Saturday, November 26, 2011

Great Expectations

If you want to understand how America has corrupted itself while amassing $15T in debt, with even more in still-unborrowed, unearned entitlement liabilities, consider this thought experiment.


It is 1925. WWI is behind us, and the Roaring '20s are in full swing. GDP growth is torrid, new products and innovations abound. Incomes are rising, as are standards of living. Electricity, telephones and the car have revolutionized American life.


Income tax must be paid in one lump sum, while medical expenses and retirement are self-funded. People are still self-reliant.


Ten years later, global economic conditions, bad, constrictive monetary policy and too-liberal borrowing to buy equities have resulted in a market crash and simultaneous global recession which becomes the Great Depression in the United States. FDR's response is to print money to fund various government giveaway programs, while pushing Congress to pass the act that creates the greatest social welfare mistake, Social Security, which will inexorably change peoples' savings behaviors and the social structure of families.

Over the next few decades, young and old alike begin to rely on government promises of defined, ever-increasing benefits, and spend more, instead of saving for old age. Three decades later, Medicare and Medicaid are similarly mistakenly designed on the same lines as the original error, Social Security. Dependence on government for near-total pension and medical care funding are complete.

Now the experiment.

Imagine an America that never created Social Security, Medicare or Medicaid. Imagine that, like in 1925, future decades saw an America without government promises of retirement income and medical expense funding.

Instead, Americans remained self-reliant on themselves or their employers for retirement and medical care funding.


Since, ultimately, Americans were going to pay for these expenses themselves in some way, whether privately-funded, through taxes, or government borrowing financed by taxes on later generations, the real question is: how would their interim spending and savings behaviors have been affected?

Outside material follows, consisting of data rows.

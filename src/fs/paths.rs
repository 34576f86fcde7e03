//! Output directory layout.
//!
//! Every feed gets its own directory under the output root:
//! `<output_root>/<feed>/<filename>`.

use std::path::{Path, PathBuf};

use crate::error::Result;

/// Get the directory a feed's files are written into.
pub fn feed_dir(output_root: &Path, feed: &str) -> PathBuf {
    output_root.join(feed)
}

/// Create the per-feed directories for every feed in the run.
///
/// Also creates the output root itself when it is the default relative
/// directory that does not exist yet.
pub fn ensure_feed_dirs(output_root: &Path, feeds: &[String]) -> Result<()> {
    for feed in feeds {
        let path = feed_dir(output_root, feed);
        if !path.exists() {
            tracing::debug!("Making dir for {}", feed);
            std::fs::create_dir_all(&path)?;
        }
    }
    Ok(())
}
//! Reddit Ripper - CLI entry point.

use std::path::Path;
use std::process::ExitCode;
use std::time::{Duration, Instant};

use clap::Parser;
use tracing_subscriber::{fmt, EnvFilter};

use reddit_ripper::{
    api::RedditApi,
    cli::Args,
    config::{load_feed_list, validate_config, validate_feed_names, Config},
    download::{dispatch_feed, RunCounters, RunSummary},
    error::{exit_codes, Error, Result},
    fs::ensure_feed_dirs,
    output::{
        print_banner, print_config_summary, print_download_banner, print_error, print_feed_stats,
        print_info, print_run_summary, print_warning,
    },
    resolve::Resolver,
};

/// Pause between announcing the download phase and starting it.
const DOWNLOAD_START_DELAY: Duration = Duration::from_secs(2);

#[tokio::main]
async fn main() -> ExitCode {
    match run().await {
        Ok(()) => ExitCode::from(exit_codes::SUCCESS as u8),
        Err(e) => {
            print_error(&format!("{}", e));
            match e {
                Error::Config(_) | Error::ConfigValidation { .. } => {
                    ExitCode::from(exit_codes::CONFIG_ERROR as u8)
                }
                _ => ExitCode::from(exit_codes::UNEXPECTED_ERROR as u8),
            }
        }
    }
}

async fn run() -> Result<()> {
    // Parse CLI arguments
    let args = Args::parse();

    // Set up logging
    let log_level = if args.verbose { "debug" } else { "info" };
    let filter = EnvFilter::try_from_default_env().unwrap_or_else(|_| EnvFilter::new(log_level));

    fmt().with_env_filter(filter).with_target(false).init();

    // Print banner
    print_banner();

    // Load configuration. An explicitly passed config file must exist;
    // the default one is optional.
    let mut config = match &args.config {
        Some(path) => Config::load(path)?,
        None => Config::load_or_default(Path::new("config.toml"))?,
    };

    // Merge CLI arguments into config
    args.merge_into_config(&mut config);

    // Validate configuration and the subreddit list
    validate_config(&config)?;
    let feeds = load_feed_list(&config)?;
    validate_feed_names(&feeds)?;

    let output_root = config.output_directory();
    print_config_summary(
        &feeds,
        &config.options.category.to_string(),
        config.options.limit,
        &output_root.display().to_string(),
    );

    // Initialize HTTP clients
    let api = RedditApi::new(&config.options.user_agent)?;
    let resolver = Resolver::new(&config.options.user_agent, &config.resolver)?;

    let started = Instant::now();
    let mut summary = RunSummary::default();

    // Fetch every listing up front, so directory creation and the
    // download phase work from a fixed set of feeds.
    print_info(&format!(
        "Fetching {} listings for {} subreddits...",
        config.options.category,
        feeds.len()
    ));

    let mut enumerated: Vec<(String, Vec<String>)> = Vec::new();
    for feed in &feeds {
        match api
            .get_feed_posts(feed, config.options.category, config.options.limit)
            .await
        {
            Ok(posts) => {
                tracing::debug!("r/{}: {} candidate posts", feed, posts.len());
                enumerated.push((feed.clone(), posts));
            }
            Err(e) => {
                print_error(&format!("Failed to fetch r/{}: {}", feed, e));
                summary.mark_feed_failed();
            }
        }
    }

    // One directory per subreddit, created before anything downloads
    ensure_feed_dirs(&output_root, &feeds)?;

    let counters = RunCounters::new();

    if enumerated.is_empty() {
        print_warning("No subreddit listings could be fetched");
    } else {
        let total_candidates: u64 = enumerated.iter().map(|(_, posts)| posts.len() as u64).sum();
        print_download_banner(
            enumerated.len(),
            total_candidates,
            DOWNLOAD_START_DELAY.as_secs(),
        );
        tokio::time::sleep(DOWNLOAD_START_DELAY).await;

        // Feeds run strictly one after another; downloads only run
        // concurrently within a feed.
        for (feed, candidates) in &enumerated {
            let stats = dispatch_feed(
                &api,
                &resolver,
                &counters,
                &config,
                feed,
                candidates,
                &output_root,
            )
            .await;

            print_feed_stats(&stats);
            summary.add_feed_stats(&stats);
        }
    }

    summary.finalize(&counters, started.elapsed());
    print_run_summary(&summary);

    Ok(())
}
//! Reddit listing API response types.

use serde::Deserialize;

/// Top-level listing response (`kind: "Listing"`).
#[derive(Debug, Clone, Deserialize)]
pub struct Listing {
    pub data: ListingData,
}

#[derive(Debug, Clone, Deserialize)]
pub struct ListingData {
    #[serde(default)]
    pub children: Vec<ListingChild>,
}

/// A single child entry (`kind: "t3"` for link posts).
#[derive(Debug, Clone, Deserialize)]
pub struct ListingChild {
    pub data: PostData,
}

/// The subset of post fields we care about.
#[derive(Debug, Clone, Deserialize)]
pub struct PostData {
    #[serde(default)]
    pub id: String,
    #[serde(default)]
    pub title: String,
    /// Outbound link of the post. Self posts carry their own permalink here.
    pub url: Option<String>,
}
//! Data-driven game balance
//!
//! Each variant's world is built from a tuning value. The defaults mirror
//! `crate::consts`; a JSON override can replace any subset of fields.
//! Overrides are read from storage when the game starts.

use anyhow::{Context, Result, ensure};
use glam::Vec2;
use serde::{Deserialize, Serialize};

use crate::consts::{breakout, pong};
use crate::platform::Storage;

/// Read an override from `key`, falling back to the defaults when it is
/// missing or rejected
fn load_override<T: Default>(
    storage: &dyn Storage,
    key: &str,
    parse: fn(&str) -> Result<T>,
) -> T {
    match storage.get_item(key) {
        Ok(Some(json)) => match parse(&json) {
            Ok(tuning) => {
                log::info!("Using tuning override from {}", key);
                return tuning;
            }
            Err(err) => log::warn!("Ignoring tuning override {}: {:#}", key, err),
        },
        Ok(None) => {}
        Err(err) => log::warn!("Cannot read tuning override {}: {:#}", key, err),
    }
    T::default()
}

/// Breakout balance and layout
#[derive(Debug, Clone, PartialEq, Serialize, Deserialize)]
#[serde(default)]
pub struct BreakoutTuning {
    pub field_width: f32,
    pub field_height: f32,

    pub paddle_width: f32,
    pub paddle_height: f32,
    pub paddle_bottom_gap: f32,
    pub paddle_speed: f32,

    pub ball_radius: f32,
    pub initial_ball_speed: f32,
    pub speed_increase: f32,
    pub level_speed_increase: f32,

    pub block_rows: usize,
    pub block_columns: usize,
    pub block_width: f32,
    pub block_height: f32,
    pub block_padding: f32,
    pub block_offset_top: f32,
    pub block_offset_left: f32,

    pub power_up_duration_ticks: u64,
    pub double_power_multiplier: f32,
    pub speed_multiplier: f32,
}

impl Default for BreakoutTuning {
    fn default() -> Self {
        Self {
            field_width: breakout::FIELD_WIDTH,
            field_height: breakout::FIELD_HEIGHT,
            paddle_width: breakout::PADDLE_WIDTH,
            paddle_height: breakout::PADDLE_HEIGHT,
            paddle_bottom_gap: breakout::PADDLE_BOTTOM_GAP,
            paddle_speed: breakout::PADDLE_SPEED,
            ball_radius: breakout::BALL_RADIUS,
            initial_ball_speed: breakout::INITIAL_BALL_SPEED,
            speed_increase: breakout::SPEED_INCREASE,
            level_speed_increase: breakout::LEVEL_SPEED_INCREASE,
            block_rows: breakout::BLOCK_ROWS,
            block_columns: breakout::BLOCK_COLUMNS,
            block_width: breakout::BLOCK_WIDTH,
            block_height: breakout::BLOCK_HEIGHT,
            block_padding: breakout::BLOCK_PADDING,
            block_offset_top: breakout::BLOCK_OFFSET_TOP,
            block_offset_left: breakout::BLOCK_OFFSET_LEFT,
            power_up_duration_ticks: breakout::POWER_UP_DURATION_TICKS,
            double_power_multiplier: breakout::DOUBLE_POWER_MULTIPLIER,
            speed_multiplier: breakout::SPEED_MULTIPLIER,
        }
    }
}

impl BreakoutTuning {
    /// Storage key of the optional override
    pub const STORAGE_KEY: &'static str = "block_arcade_breakout_tuning";

    pub fn load(storage: &dyn Storage) -> Self {
        load_override(storage, Self::STORAGE_KEY, Self::from_json)
    }

    /// Parse a (possibly partial) JSON override and validate it
    pub fn from_json(json: &str) -> Result<Self> {
        let tuning: Self = serde_json::from_str(json).context("parsing breakout tuning")?;
        tuning.validate()?;
        Ok(tuning)
    }

    pub fn field(&self) -> Vec2 {
        Vec2::new(self.field_width, self.field_height)
    }

    /// Number of blocks in one batch
    pub fn block_count(&self) -> usize {
        self.block_rows * self.block_columns
    }

    pub fn validate(&self) -> Result<()> {
        ensure!(
            self.field_width > 0.0 && self.field_height > 0.0,
            "field must have a positive size"
        );
        ensure!(
            self.paddle_width > 0.0 && self.paddle_height > 0.0,
            "paddle must have a positive size"
        );
        ensure!(
            self.paddle_width <= self.field_width
                && self.paddle_height + self.paddle_bottom_gap <= self.field_height,
            "paddle does not fit the field"
        );
        ensure!(self.ball_radius > 0.0, "ball radius must be positive");
        ensure!(
            self.initial_ball_speed > 0.0,
            "initial ball speed must be positive"
        );
        ensure!(
            self.block_rows > 0 && self.block_columns > 0,
            "block grid must have at least one row and column"
        );
        ensure!(
            self.block_width > 0.0 && self.block_height > 0.0,
            "blocks must have a positive size"
        );
        let grid_right = self.block_offset_left
            + self.block_columns as f32 * (self.block_width + self.block_padding)
            - self.block_padding;
        let grid_bottom = self.block_offset_top
            + self.block_rows as f32 * (self.block_height + self.block_padding)
            - self.block_padding;
        ensure!(
            grid_right <= self.field_width && grid_bottom <= self.field_height,
            "block grid ({grid_right}x{grid_bottom}) does not fit the field"
        );
        ensure!(
            self.double_power_multiplier > 0.0 && self.speed_multiplier > 0.0,
            "power-up multipliers must be positive"
        );
        Ok(())
    }
}

/// Pong-with-blocks balance and layout
#[derive(Debug, Clone, PartialEq, Serialize, Deserialize)]
#[serde(default)]
pub struct PongTuning {
    pub field_width: f32,
    pub field_height: f32,

    pub paddle_width: f32,
    pub paddle_height: f32,
    pub paddle_side_gap: f32,
    pub player_paddle_speed: f32,
    pub ai_paddle_speed: f32,

    pub ball_radius: f32,
    pub initial_ball_speed: f32,
    pub speed_increase: f32,
    pub level_speed_increase: f32,

    pub block_count: usize,
    pub block_width: f32,
    pub block_height: f32,
    pub block_region_width: f32,
    pub block_region_height: f32,
}

impl Default for PongTuning {
    fn default() -> Self {
        Self {
            field_width: pong::FIELD_WIDTH,
            field_height: pong::FIELD_HEIGHT,
            paddle_width: pong::PADDLE_WIDTH,
            paddle_height: pong::PADDLE_HEIGHT,
            paddle_side_gap: pong::PADDLE_SIDE_GAP,
            player_paddle_speed: pong::PLAYER_PADDLE_SPEED,
            ai_paddle_speed: pong::AI_PADDLE_SPEED,
            ball_radius: pong::BALL_RADIUS,
            initial_ball_speed: pong::INITIAL_BALL_SPEED,
            speed_increase: pong::SPEED_INCREASE,
            level_speed_increase: pong::LEVEL_SPEED_INCREASE,
            block_count: pong::BLOCK_COUNT,
            block_width: pong::BLOCK_WIDTH,
            block_height: pong::BLOCK_HEIGHT,
            block_region_width: pong::BLOCK_REGION_WIDTH,
            block_region_height: pong::BLOCK_REGION_HEIGHT,
        }
    }
}

impl PongTuning {
    pub const STORAGE_KEY: &'static str = "block_arcade_pong_tuning";

    pub fn load(storage: &dyn Storage) -> Self {
        load_override(storage, Self::STORAGE_KEY, Self::from_json)
    }

    /// Parse a (possibly partial) JSON override and validate it
    pub fn from_json(json: &str) -> Result<Self> {
        let tuning: Self = serde_json::from_str(json).context("parsing pong tuning")?;
        tuning.validate()?;
        Ok(tuning)
    }

    pub fn field(&self) -> Vec2 {
        Vec2::new(self.field_width, self.field_height)
    }

    pub fn validate(&self) -> Result<()> {
        ensure!(
            self.field_width > 0.0 && self.field_height > 0.0,
            "field must have a positive size"
        );
        ensure!(
            self.paddle_width > 0.0 && self.paddle_height > 0.0,
            "paddles must have a positive size"
        );
        ensure!(
            self.paddle_height <= self.field_height
                && 2.0 * (self.paddle_side_gap + self.paddle_width) < self.field_width,
            "paddles do not fit the field"
        );
        ensure!(self.ball_radius > 0.0, "ball radius must be positive");
        ensure!(
            self.initial_ball_speed > 0.0,
            "initial ball speed must be positive"
        );
        ensure!(self.block_count > 0, "at least one block is required");
        ensure!(
            self.block_width > 0.0 && self.block_height > 0.0,
            "blocks must have a positive size"
        );
        ensure!(
            self.block_width <= self.block_region_width
                && self.block_height <= self.block_region_height,
            "blocks do not fit the scatter region"
        );
        ensure!(
            self.block_region_width <= self.field_width
                && self.block_region_height <= self.field_height,
            "scatter region does not fit the field"
        );
        Ok(())
    }
}
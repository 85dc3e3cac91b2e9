//! Versioned breakout snapshot schema
//!
//! Field names and record shapes follow the unversioned browser save format
//! (`playerScore`, `level`, column-major `blocks`, `playerPaddle`, `ball`);
//! `version` was added later and defaults to 1 when absent.

use anyhow::{Context, Result, bail, ensure};
use glam::Vec2;
use serde::{Deserialize, Serialize};

use crate::sim::{Ball, BallColor, Block, BlockStatus, BreakoutState, GamePhase, PowerUp, Rgb};
use crate::tuning::BreakoutTuning;

/// Current snapshot schema version
pub const SNAPSHOT_VERSION: u32 = 1;

/// Tolerance when comparing saved dimensions with the tuning
const SIZE_EPSILON: f32 = 1e-3;

fn default_version() -> u32 {
    SNAPSHOT_VERSION
}

#[derive(Debug, Clone, PartialEq, Serialize, Deserialize)]
pub struct BlockRecord {
    pub x: f32,
    pub y: f32,
    pub width: f32,
    pub height: f32,
    pub status: BlockStatus,
    pub color: Rgb,
    #[serde(default)]
    pub power: Option<PowerUp>,
}

impl From<&Block> for BlockRecord {
    fn from(block: &Block) -> Self {
        Self {
            x: block.pos.x,
            y: block.pos.y,
            width: block.size.x,
            height: block.size.y,
            status: block.status,
            color: block.color,
            power: block.power,
        }
    }
}

impl From<&BlockRecord> for Block {
    fn from(record: &BlockRecord) -> Self {
        Self {
            pos: Vec2::new(record.x, record.y),
            size: Vec2::new(record.width, record.height),
            status: record.status,
            color: record.color,
            power: record.power,
        }
    }
}

#[derive(Debug, Clone, PartialEq, Serialize, Deserialize)]
pub struct PaddleRecord {
    pub x: f32,
    pub y: f32,
    pub width: f32,
    pub height: f32,
    pub dx: f32,
}

#[derive(Debug, Clone, PartialEq, Serialize, Deserialize)]
pub struct BallRecord {
    pub x: f32,
    pub y: f32,
    pub radius: f32,
    pub dx: f32,
    pub dy: f32,
    #[serde(default, skip_serializing_if = "Option::is_none")]
    pub color: Option<String>,
}

/// Whole-game breakout snapshot, written and read as one unit
#[derive(Debug, Clone, PartialEq, Serialize, Deserialize)]
#[serde(rename_all = "camelCase")]
pub struct Snapshot {
    #[serde(default = "default_version")]
    pub version: u32,
    pub player_score: u64,
    pub level: u32,
    /// `blocks[column][row]`
    pub blocks: Vec<Vec<BlockRecord>>,
    pub player_paddle: PaddleRecord,
    pub ball: BallRecord,
}

impl Snapshot {
    /// Capture the persisted part of a breakout world
    pub fn capture(state: &BreakoutState) -> Self {
        let rows = state.tuning.block_rows.max(1);
        Self {
            version: SNAPSHOT_VERSION,
            player_score: state.score,
            level: state.level,
            blocks: state
                .blocks
                .chunks(rows)
                .map(|column| column.iter().map(BlockRecord::from).collect())
                .collect(),
            player_paddle: PaddleRecord {
                x: state.paddle.pos.x,
                y: state.paddle.pos.y,
                width: state.paddle.size.x,
                height: state.paddle.size.y,
                dx: state.paddle.vel,
            },
            ball: BallRecord {
                x: state.ball.pos.x,
                y: state.ball.pos.y,
                radius: state.ball.radius,
                dx: state.ball.vel.x,
                dy: state.ball.vel.y,
                color: Some(state.ball.color.as_css().to_string()),
            },
        }
    }

    pub fn to_json(&self) -> Result<String> {
        serde_json::to_string(self).context("serializing snapshot")
    }

    /// Parse and check the schema version; ranges are checked by `validate`
    pub fn from_json(json: &str) -> Result<Self> {
        let snapshot: Self = serde_json::from_str(json).context("parsing snapshot")?;
        if snapshot.version != SNAPSHOT_VERSION {
            bail!(
                "unsupported snapshot version {} (expected {})",
                snapshot.version,
                SNAPSHOT_VERSION
            );
        }
        Ok(snapshot)
    }

    /// Check shape and ranges against the tuning the game runs with
    pub fn validate(&self, tuning: &BreakoutTuning) -> Result<()> {
        ensure!(self.level >= 1, "level must be at least 1");

        ensure!(
            self.blocks.len() == tuning.block_columns,
            "expected {} block columns, found {}",
            tuning.block_columns,
            self.blocks.len()
        );
        for (c, column) in self.blocks.iter().enumerate() {
            ensure!(
                column.len() == tuning.block_rows,
                "column {c}: expected {} rows, found {}",
                tuning.block_rows,
                column.len()
            );
            for (r, block) in column.iter().enumerate() {
                validate_block(block).with_context(|| format!("block [{c}][{r}]"))?;
            }
        }

        let paddle = &self.player_paddle;
        ensure!(
            [paddle.x, paddle.y, paddle.width, paddle.height, paddle.dx]
                .iter()
                .all(|v| v.is_finite()),
            "paddle has non-finite values"
        );
        ensure!(
            (paddle.width - tuning.paddle_width).abs() < SIZE_EPSILON
                && (paddle.height - tuning.paddle_height).abs() < SIZE_EPSILON,
            "paddle size {}x{} does not match {}x{}",
            paddle.width,
            paddle.height,
            tuning.paddle_width,
            tuning.paddle_height
        );
        ensure!(
            paddle.x >= 0.0
                && paddle.x <= tuning.field_width - paddle.width
                && paddle.y >= 0.0
                && paddle.y <= tuning.field_height - paddle.height,
            "paddle at ({}, {}) is outside the field",
            paddle.x,
            paddle.y
        );

        let ball = &self.ball;
        ensure!(
            [ball.x, ball.y, ball.radius, ball.dx, ball.dy]
                .iter()
                .all(|v| v.is_finite()),
            "ball has non-finite values"
        );
        ensure!(ball.radius > 0.0, "ball radius must be positive");
        if let Some(color) = &ball.color {
            ensure!(
                BallColor::from_css(color).is_some(),
                "unknown ball color {color:?}"
            );
        }
        Ok(())
    }

    /// Validate, then replace the world's persisted state wholesale.
    /// On error the world is left untouched.
    pub fn restore(&self, state: &mut BreakoutState) -> Result<()> {
        self.validate(&state.tuning)?;

        state.score = self.player_score;
        state.level = self.level;
        state.base_ball_speed = BreakoutState::base_speed_for_level(&state.tuning, self.level);
        state.blocks = self.blocks.iter().flatten().map(Block::from).collect();
        state.paddle.pos = Vec2::new(self.player_paddle.x, self.player_paddle.y);
        state.paddle.vel = self.player_paddle.dx;
        state.ball = Ball {
            pos: Vec2::new(self.ball.x, self.ball.y),
            vel: Vec2::new(self.ball.dx, self.ball.dy),
            radius: self.ball.radius,
            color: self
                .ball
                .color
                .as_deref()
                .and_then(BallColor::from_css)
                .unwrap_or_default(),
        };
        state.effects.clear();
        // Timers are not saved; a flaming ball gets a fresh full duration
        if state.ball.color == BallColor::Flame {
            state.effects.activate(
                PowerUp::Flame,
                state.time_ticks,
                &state.tuning,
                &mut state.ball,
            );
        }
        state.events.clear();
        state.phase = GamePhase::Running;
        Ok(())
    }
}

fn validate_block(block: &BlockRecord) -> Result<()> {
    ensure!(
        [block.x, block.y, block.width, block.height]
            .iter()
            .all(|v| v.is_finite()),
        "non-finite geometry"
    );
    match block.status {
        BlockStatus::Active => ensure!(
            block.width > 0.0 && block.height > 0.0,
            "active block must have a positive size"
        ),
        BlockStatus::Destroyed => ensure!(
            block.width >= 0.0 && block.height >= 0.0,
            "negative block size"
        ),
    }
    Ok(())
}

What did Americans do before the government-promised benefit schemes of the 1930s and 1960s? I believe they spent more prudently, saved more, and expected to work longer. So if we'd never had the badly-designed Social Security, Medicare and Medicaid programs, it's likely people would have continued to do the same- spend less and save more for their own retirement and medical needs.

See, whether government provides it, or individuals save for it, the money for post-work living expenses and medical care come from the same place- wages earned while people work.

You can call it taxes, government borrowing or you can call it forced individual savings, but, either way, money for people's old age living and health care can only come from wages they, and/or future generations, don't spend.

If government had begun to mandate savings for both needs, kept in individual accounts, the effect would have been the same as if everyone behaved prudently and saved enough of their incomes to fund those needs.

However, the major difference would have been that there would have been no looming unfunded government-suppled defined-benefit pension liability or medical care funding, including generational shifts in the liabilities for them, because no such benefits would have been promised. Instead, savings would have gone to accounts meant to fund individuals' old age and medical care.

Of course, one other major difference is how these schemes affect the financial behaviors of individuals. When told government is supplying benefits, people spend more. Even though the money for the 'guaranteed' benefits has to come from taxes now and borrowing which is repaid with taxes on future generations. And it's a safe bet that cycling money through taxes, Washington and and back again adds to the cost of the benefits which are being funded by taxes on individuals' wages anyway.

There's one more difference. When benefits, instead of contributions, are promised, then timing can become mismatched. And one generation can enjoy benefits which leave debts for the next generation to pay.

Which is where we are now. But reasonable people realize that the defined-benefit schemes of the 1930s and 1960s have over-promised and won't be affordable for another generation. So, in reality, one generation promised itself lush benefits and left the bill to following generations.

That's why defined contribution schemes are inherently more fair and moral. They leave the cost of old age and medical care with the generation incurring them.

I find it fascinating to consider how families in the 1920s considered funding for the retirement of the adults in, say, the 1960s. Or their medical care. Without government programs promising those benefits, or company-supplied medical insurance, didn't they just save more and spend less, budgeting those costs into their existing lifestyles?

Why couldn't the same behaviors return for Americans, once we abolish unsustainable group defined-benefit programs? The money comes from the same place.

The real difference, in the end, affecting behaviors, is the expectations set by either self-funding or government promises of defined benefits. And the past 80 years have demonstrated that inappropriately-raised expectations by government's unaffordable and unsustainable promises have raised expectations to unaffordable levels for our entire society.